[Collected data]
[Start of section]

#[cfg(not(feature = "std"))]
fn main() {}

#[cfg(feature = "std")]
use std::{cell::Cell, path::PathBuf};

#[cfg(feature = "std")]
use battleship_core::{
    init_logging, AiPlayer, Battlefield, BattleSession, Board, CellState, Clock, Difficulty,
    ErrorKind, FileResultStore, Fleet, InMemoryResultStore, MatchConfig, MatchError, MatchResult,
    MatchService, ResultStore, ShotResult, StoreFormat, SystemClock, BOARD_SIZE,
};
#[cfg(feature = "std")]
use clap::{Parser, ValueEnum};
#[cfg(feature = "std")]
use log::info;
#[cfg(feature = "std")]
use tokio::io::{AsyncBufReadExt, BufReader};
#[cfg(feature = "std")]
use tokio::time::Duration;

#[derive(Parser)]
#[command(author, version, about, long_about = None)]
#[cfg(feature = "std")]
struct Cli {
    /// File holding the results of finished matches.
    #[arg(long, default_value = "data/match_results.json")]
    results: PathBuf,
    #[arg(long, value_enum, default_value_t = FormatArg::Json)]
    format: FormatArg,
    #[command(subcommand)]
    command: Commands,
}

#[derive(ValueEnum, Clone, Copy, Debug)]
#[cfg(feature = "std")]
enum FormatArg {
    Json,
    Bincode,
}

#[cfg(feature = "std")]
impl From<FormatArg> for StoreFormat {
    fn from(f: FormatArg) -> Self {
        match f {
            FormatArg::Json => StoreFormat::Json,
            FormatArg::Bincode => StoreFormat::Bincode,
        }
    }
}

#[derive(Parser)]
#[cfg(feature = "std")]
enum Commands {
    /// Play against the computer on this terminal.
    Play {
        #[arg(long, default_value = "hard")]
        difficulty: Difficulty,
        #[arg(long, help = "Fix RNG seed for reproducible games (e.g., --seed 12345)")]
        seed: Option<u64>,
        /// Milliseconds the computer waits before each shot.
        #[arg(long, default_value_t = 500)]
        delay_ms: u64,
    },
    /// Let an autopilot play against the computer and print a JSON summary.
    Sim {
        #[arg(long, default_value = "hard")]
        difficulty: Difficulty,
        #[arg(long, help = "Fix RNG seed for reproducible games (e.g., --seed 12345)")]
        seed: Option<u64>,
        #[arg(long, default_value_t = 1)]
        games: u32,
        /// Append the results to the results file.
        #[arg(long)]
        save: bool,
    },
    /// List stored match results.
    History,
}

#[cfg(feature = "std")]
#[tokio::main]
async fn main() -> anyhow::Result<()> {
    init_logging();
    let cli = Cli::parse();
    let store = FileResultStore::new(cli.results.clone(), cli.format.into());

    match cli.command {
        Commands::Play {
            difficulty,
            seed,
            delay_ms,
        } => {
            let config = MatchConfig {
                ai_delay: Duration::from_millis(delay_ms),
                difficulty,
                seed,
                results_path: cli.results,
                store_format: cli.format.into(),
            };
            play(config, store).await
        }
        Commands::Sim {
            difficulty,
            seed,
            games,
            save,
        } => {
            let seed = seed.unwrap_or_else(rand::random);
            if save {
                simulate(store, difficulty, seed, games)
            } else {
                simulate(InMemoryResultStore::new(), difficulty, seed, games)
            }
        }
        Commands::History => history(&store),
    }
}

#[cfg(feature = "std")]
async fn play(config: MatchConfig, store: FileResultStore) -> anyhow::Result<()> {
    let seed = config.seed.unwrap_or_else(rand::random);
    info!("play: seed {}, results in {}", seed, config.results_path.display());
    let service = MatchService::from_config(store, &config);
    let mut session = BattleSession::new(service, SystemClock::new());
    session.start_random(config.difficulty, seed)?;

    println!(
        "Battle against the {} AI. Enter a cell like B7, or q to quit.",
        config.difficulty.name()
    );
    render(&session);

    let mut frames = tokio::time::interval(Duration::from_millis(50));
    let mut lines = BufReader::new(tokio::io::stdin()).lines();

    loop {
        tokio::select! {
            _ = frames.tick() => {
                let Some(before) = session.stats() else { break };
                if before.player_turn {
                    continue;
                }
                let outcome = session.enemy_attack_step();
                let fired = session.stats().map_or(false, |s| s.enemy_shots > before.enemy_shots);
                if fired {
                    report(&session);
                }
                if let Some(result) = finished(outcome)? {
                    announce(&session, &result);
                    break;
                }
                if fired && session.stats().is_some_and(|s| s.player_turn) {
                    render(&session);
                }
            }
            line = lines.next_line() => {
                let Some(line) = line? else { break };
                let line = line.trim();
                if line.eq_ignore_ascii_case("q") {
                    break;
                }
                let Some((row, col)) = parse_coord(line) else {
                    println!("Enter a column A-J followed by a row 1-10, e.g. B7");
                    continue;
                };
                match session.player_attack(row, col) {
                    Err(e) if e.kind() == ErrorKind::IllegalAction => println!("{}", e),
                    outcome => {
                        report(&session);
                        if let Some(result) = finished(outcome)? {
                            announce(&session, &result);
                            break;
                        }
                    }
                }
            }
        }
    }
    Ok(())
}

/// A finished match, also when only the store write failed.
#[cfg(feature = "std")]
fn finished(outcome: Result<Option<MatchResult>, MatchError>) -> anyhow::Result<Option<MatchResult>> {
    match outcome {
        Ok(result) => Ok(result),
        Err(MatchError::ResultNotSaved { result, reason }) => {
            eprintln!("Result could not be saved: {}", reason);
            Ok(Some(result))
        }
        Err(e) => Err(e.into()),
    }
}

#[cfg(feature = "std")]
fn parse_coord(input: &str) -> Option<(usize, usize)> {
    if input.len() < 2 {
        return None;
    }
    let mut chars = input.chars();
    let col_ch = chars.next()?.to_ascii_uppercase();
    if !col_ch.is_ascii_alphabetic() {
        return None;
    }
    let col = (col_ch as u8 - b'A') as usize;
    let row: usize = chars.as_str().parse().ok()?;
    if row == 0 || row > BOARD_SIZE as usize || col >= BOARD_SIZE as usize {
        return None;
    }
    Some((row - 1, col))
}

#[cfg(feature = "std")]
fn cell_name(row: usize, col: usize) -> String {
    format!("{}{}", (b'A' + col as u8) as char, row + 1)
}

#[cfg(feature = "std")]
fn report<S: ResultStore, C: Clock>(session: &BattleSession<S, C>) {
    let Some(ev) = session.last_event() else {
        return;
    };
    let who = match ev.attacker {
        battleship_core::Side::Player => "You",
        battleship_core::Side::Enemy => "Enemy",
    };
    let what = match (ev.hit, ev.sunk) {
        (_, Some(name)) => format!("hit and sank a {}", name),
        (true, None) => "hit".to_string(),
        (false, None) => "missed".to_string(),
    };
    println!("{} fired at {}: {}", who, cell_name(ev.row, ev.col), what);
}

#[cfg(feature = "std")]
fn announce<S: ResultStore, C: Clock>(session: &BattleSession<S, C>, result: &MatchResult) {
    render(session);
    println!(
        "{} wins. {} shots, {} hits ({:.0}%), best streak {}, time {}",
        session.winner_name().unwrap_or("Nobody"),
        result.shots,
        result.hits,
        result.accuracy() * 100.0,
        result.best_hit_streak,
        result.formatted_duration()
    );
}

#[cfg(feature = "std")]
fn render<S: ResultStore, C: Clock>(session: &BattleSession<S, C>) {
    let Some(m) = session.current() else {
        return;
    };
    if let (Some(enemy), Some(own)) = (m.enemy_board(), m.player_board()) {
        println!("      Enemy waters                Your waters");
        print_header();
        print!("     ");
        print_header();
        println!();
        for r in 0..BOARD_SIZE as usize {
            print_row(enemy, r, false);
            print!("  ");
            print_row(own, r, true);
            println!();
        }
    }
    if let Some(s) = session.stats() {
        println!(
            "You: {}/{} hits   Enemy: {}/{} hits   {}",
            s.player_hits,
            s.player_shots,
            s.enemy_hits,
            s.enemy_shots,
            if s.player_turn { "your turn" } else { "enemy's turn" }
        );
    }
}

#[cfg(feature = "std")]
fn print_header() {
    print!("   ");
    for c in 0..BOARD_SIZE as usize {
        print!(" {}", (b'A' + c as u8) as char);
    }
}

#[cfg(feature = "std")]
fn print_row(board: &Board, row: usize, reveal: bool) {
    print!("{:2} ", row + 1);
    for col in 0..BOARD_SIZE as usize {
        let ch = match board.cell(row, col) {
            Some(CellState::Hit) => 'X',
            Some(CellState::Miss) => 'o',
            Some(CellState::ShipPresent) if reveal => '#',
            _ => '.',
        };
        print!(" {}", ch);
    }
}

/// Manually advanced clock so simulated matches skip the AI delay.
#[cfg(feature = "std")]
#[derive(Default)]
struct SimClock(Cell<std::time::Duration>);

#[cfg(feature = "std")]
impl Clock for SimClock {
    fn now(&self) -> std::time::Duration {
        self.0.get()
    }
}

/// The enemy board as seen by the autopilot, attacked through the session.
#[cfg(feature = "std")]
struct SessionTarget<'a, S: ResultStore, C: Clock> {
    session: &'a mut BattleSession<S, C>,
    result: Option<MatchResult>,
}

#[cfg(feature = "std")]
impl<S: ResultStore, C: Clock> Battlefield for SessionTarget<'_, S, C> {
    type Error = anyhow::Error;

    fn fire(&mut self, row: usize, col: usize) -> anyhow::Result<ShotResult> {
        self.result = finished(self.session.player_attack(row, col))?;
        let ev = self
            .session
            .last_event()
            .ok_or_else(|| anyhow::anyhow!("no event after attack"))?;
        Ok(match (ev.hit, ev.sunk) {
            (_, Some(name)) => {
                let size = Fleet::standard()
                    .ships()
                    .iter()
                    .find(|s| s.name() == name)
                    .map_or(0, |s| s.size());
                ShotResult::Sunk { name, size }
            }
            (true, None) => ShotResult::Hit,
            (false, None) => ShotResult::Miss,
        })
    }
}

#[cfg(feature = "std")]
fn simulate<S: ResultStore>(
    store: S,
    difficulty: Difficulty,
    seed: u64,
    games: u32,
) -> anyhow::Result<()> {
    let clock = SimClock::default();
    let service = MatchService::new(store, battleship_core::DEFAULT_AI_DELAY);
    let delay = service.ai_delay();
    let mut session = BattleSession::new(service, &clock);

    for game in 0..games as u64 {
        let game_seed = seed.wrapping_add(game);
        session.start_random(difficulty, game_seed)?;
        let mut autopilot = AiPlayer::with_difficulty(
            Difficulty::Hard,
            Fleet::standard(),
            game_seed.rotate_left(32),
        );

        let result = loop {
            let Some(stats) = session.stats() else {
                anyhow::bail!("session lost its match");
            };
            if stats.player_turn {
                let mut target = SessionTarget {
                    session: &mut session,
                    result: None,
                };
                if autopilot.attack(&mut target)?.is_none() {
                    anyhow::bail!("autopilot ran out of cells");
                }
                if let Some(result) = target.result {
                    break result;
                }
            } else {
                clock.0.set(clock.0.get() + delay);
                if let Some(result) = finished(session.enemy_attack_step())? {
                    break result;
                }
            }
        };

        let Some(stats) = session.stats() else {
            anyhow::bail!("session lost its match");
        };
        let summary = serde_json::json!({
            "game": game + 1,
            "seed": game_seed,
            "difficulty": difficulty,
            "winner": session.winner_name(),
            "player": result,
            "enemy": { "shots": stats.enemy_shots, "hits": stats.enemy_hits },
        });
        println!("{}", serde_json::to_string(&summary)?);
    }
    Ok(())
}

#[cfg(feature = "std")]
fn history(store: &FileResultStore) -> anyhow::Result<()> {
    let results = store.list_all()?;
    if results.is_empty() {
        println!("No matches recorded in {}", store.path().display());
        return Ok(());
    }
    println!(" #  outcome  shots  hits  acc   streak  sunk  lost  time");
    for (i, r) in results.iter().enumerate() {
        println!(
            "{:2}  {:7}  {:5}  {:4}  {:3.0}%  {:6}  {:4}  {:4}  {}",
            i + 1,
            if r.win { "win" } else { "loss" },
            r.shots,
            r.hits,
            r.accuracy() * 100.0,
            r.best_hit_streak,
            r.ships_sunk,
            r.ships_lost,
            r.formatted_duration()
        );
    }
    Ok(())
}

[End of section]

**Exercise objective**
Say how many lines above contain "StoreFormat", and give no words besides the number.

**Response to the exercise**
4